# Work item:
Which lines in the records below contain the word "TickReport"? Return each of them.

# Exercise materials:
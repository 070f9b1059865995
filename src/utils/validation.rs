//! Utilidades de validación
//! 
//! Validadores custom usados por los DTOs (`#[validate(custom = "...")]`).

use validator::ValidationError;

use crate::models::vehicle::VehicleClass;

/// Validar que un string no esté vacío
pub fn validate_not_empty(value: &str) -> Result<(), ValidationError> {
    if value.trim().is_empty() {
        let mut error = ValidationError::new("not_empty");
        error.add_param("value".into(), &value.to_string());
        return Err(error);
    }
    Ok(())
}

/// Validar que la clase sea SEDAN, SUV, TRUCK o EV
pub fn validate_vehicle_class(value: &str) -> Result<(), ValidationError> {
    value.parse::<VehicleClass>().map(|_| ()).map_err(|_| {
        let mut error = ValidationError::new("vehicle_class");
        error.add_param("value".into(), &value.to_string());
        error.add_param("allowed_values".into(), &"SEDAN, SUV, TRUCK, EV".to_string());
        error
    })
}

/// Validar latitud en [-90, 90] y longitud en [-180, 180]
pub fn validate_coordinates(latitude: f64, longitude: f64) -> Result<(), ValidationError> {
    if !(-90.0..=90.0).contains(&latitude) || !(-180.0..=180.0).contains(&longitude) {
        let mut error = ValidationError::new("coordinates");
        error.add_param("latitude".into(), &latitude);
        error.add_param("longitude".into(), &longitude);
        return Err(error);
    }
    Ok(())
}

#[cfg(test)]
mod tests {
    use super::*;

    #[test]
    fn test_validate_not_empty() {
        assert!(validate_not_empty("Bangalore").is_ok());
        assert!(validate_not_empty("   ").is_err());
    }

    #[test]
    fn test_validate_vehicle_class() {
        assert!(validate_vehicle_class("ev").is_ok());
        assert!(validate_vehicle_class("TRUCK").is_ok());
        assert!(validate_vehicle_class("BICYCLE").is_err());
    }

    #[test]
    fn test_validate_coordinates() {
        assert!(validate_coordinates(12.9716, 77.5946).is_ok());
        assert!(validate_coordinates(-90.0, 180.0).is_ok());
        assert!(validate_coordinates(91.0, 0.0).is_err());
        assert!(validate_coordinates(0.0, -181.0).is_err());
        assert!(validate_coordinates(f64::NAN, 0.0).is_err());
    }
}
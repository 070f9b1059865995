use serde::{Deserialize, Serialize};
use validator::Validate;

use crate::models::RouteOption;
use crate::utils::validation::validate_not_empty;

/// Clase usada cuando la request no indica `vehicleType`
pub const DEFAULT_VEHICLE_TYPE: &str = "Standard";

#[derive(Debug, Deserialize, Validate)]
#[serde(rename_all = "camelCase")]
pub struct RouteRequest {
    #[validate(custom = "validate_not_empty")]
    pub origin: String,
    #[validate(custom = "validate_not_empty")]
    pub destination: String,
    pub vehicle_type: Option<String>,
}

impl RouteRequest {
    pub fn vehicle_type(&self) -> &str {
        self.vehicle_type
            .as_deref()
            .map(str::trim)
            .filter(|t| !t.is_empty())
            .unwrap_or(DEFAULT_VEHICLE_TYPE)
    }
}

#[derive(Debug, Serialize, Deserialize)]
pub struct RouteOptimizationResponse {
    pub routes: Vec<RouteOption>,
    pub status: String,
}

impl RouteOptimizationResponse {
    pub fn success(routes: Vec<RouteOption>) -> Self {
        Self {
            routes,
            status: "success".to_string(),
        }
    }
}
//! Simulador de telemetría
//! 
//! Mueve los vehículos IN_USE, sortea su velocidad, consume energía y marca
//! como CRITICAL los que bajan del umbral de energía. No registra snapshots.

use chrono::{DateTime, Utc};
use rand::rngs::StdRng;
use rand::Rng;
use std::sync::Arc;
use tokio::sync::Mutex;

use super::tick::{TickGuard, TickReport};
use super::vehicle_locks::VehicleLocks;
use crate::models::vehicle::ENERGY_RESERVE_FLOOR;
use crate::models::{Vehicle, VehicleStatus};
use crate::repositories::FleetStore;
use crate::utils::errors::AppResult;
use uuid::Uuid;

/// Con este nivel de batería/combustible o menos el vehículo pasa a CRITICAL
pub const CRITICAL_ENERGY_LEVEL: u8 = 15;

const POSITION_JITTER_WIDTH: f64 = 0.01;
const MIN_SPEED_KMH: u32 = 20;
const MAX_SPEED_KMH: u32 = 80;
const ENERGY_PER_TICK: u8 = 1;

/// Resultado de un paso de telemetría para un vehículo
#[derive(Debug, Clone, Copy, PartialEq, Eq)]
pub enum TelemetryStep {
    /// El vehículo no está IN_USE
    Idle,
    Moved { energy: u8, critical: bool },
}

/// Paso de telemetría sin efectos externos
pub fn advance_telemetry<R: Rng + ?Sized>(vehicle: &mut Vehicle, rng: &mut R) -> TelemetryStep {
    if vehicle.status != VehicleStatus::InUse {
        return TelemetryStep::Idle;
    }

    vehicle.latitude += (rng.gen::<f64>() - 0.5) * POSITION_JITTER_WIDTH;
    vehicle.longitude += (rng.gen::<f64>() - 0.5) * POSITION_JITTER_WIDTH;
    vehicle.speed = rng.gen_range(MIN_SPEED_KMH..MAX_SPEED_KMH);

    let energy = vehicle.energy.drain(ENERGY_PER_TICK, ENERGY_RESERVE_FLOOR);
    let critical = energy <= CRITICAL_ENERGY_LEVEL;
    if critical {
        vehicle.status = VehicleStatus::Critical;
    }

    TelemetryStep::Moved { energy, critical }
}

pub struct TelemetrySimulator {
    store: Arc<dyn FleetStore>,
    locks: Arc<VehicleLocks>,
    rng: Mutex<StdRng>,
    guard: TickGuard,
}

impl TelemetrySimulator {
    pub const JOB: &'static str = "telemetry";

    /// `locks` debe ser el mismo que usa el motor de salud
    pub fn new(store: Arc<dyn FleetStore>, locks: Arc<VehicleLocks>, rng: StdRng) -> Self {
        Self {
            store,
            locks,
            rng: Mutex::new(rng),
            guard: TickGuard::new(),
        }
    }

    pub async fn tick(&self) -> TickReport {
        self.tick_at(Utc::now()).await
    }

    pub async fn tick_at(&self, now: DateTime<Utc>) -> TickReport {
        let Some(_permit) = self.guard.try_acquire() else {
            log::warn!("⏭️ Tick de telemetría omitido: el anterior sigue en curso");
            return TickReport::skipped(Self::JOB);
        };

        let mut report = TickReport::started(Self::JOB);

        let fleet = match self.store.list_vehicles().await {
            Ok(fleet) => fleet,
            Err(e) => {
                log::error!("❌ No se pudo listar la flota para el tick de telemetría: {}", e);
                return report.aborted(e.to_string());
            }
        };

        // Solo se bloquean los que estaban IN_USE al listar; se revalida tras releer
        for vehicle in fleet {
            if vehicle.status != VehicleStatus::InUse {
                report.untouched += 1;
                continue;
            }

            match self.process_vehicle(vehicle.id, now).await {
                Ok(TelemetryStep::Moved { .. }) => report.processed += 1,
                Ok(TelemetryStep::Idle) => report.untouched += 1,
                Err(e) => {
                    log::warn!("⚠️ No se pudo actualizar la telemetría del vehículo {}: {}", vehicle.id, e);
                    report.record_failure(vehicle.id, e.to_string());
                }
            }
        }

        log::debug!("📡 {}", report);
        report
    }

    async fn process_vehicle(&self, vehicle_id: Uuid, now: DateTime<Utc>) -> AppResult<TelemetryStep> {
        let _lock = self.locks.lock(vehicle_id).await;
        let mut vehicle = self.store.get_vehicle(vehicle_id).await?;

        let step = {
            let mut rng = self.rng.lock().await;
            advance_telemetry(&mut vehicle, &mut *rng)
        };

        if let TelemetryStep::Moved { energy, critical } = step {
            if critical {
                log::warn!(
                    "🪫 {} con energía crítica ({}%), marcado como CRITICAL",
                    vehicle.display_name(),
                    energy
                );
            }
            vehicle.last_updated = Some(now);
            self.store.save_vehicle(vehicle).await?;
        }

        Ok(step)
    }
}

# Task solution:
use super::tick::{TickGuard, TickReport};
    pub async fn tick(&self) -> TickReport {
    pub async fn tick_at(&self, now: DateTime<Utc>) -> TickReport {
            return TickReport::skipped(Self::JOB);
        let mut report = TickReport::started(Self::JOB);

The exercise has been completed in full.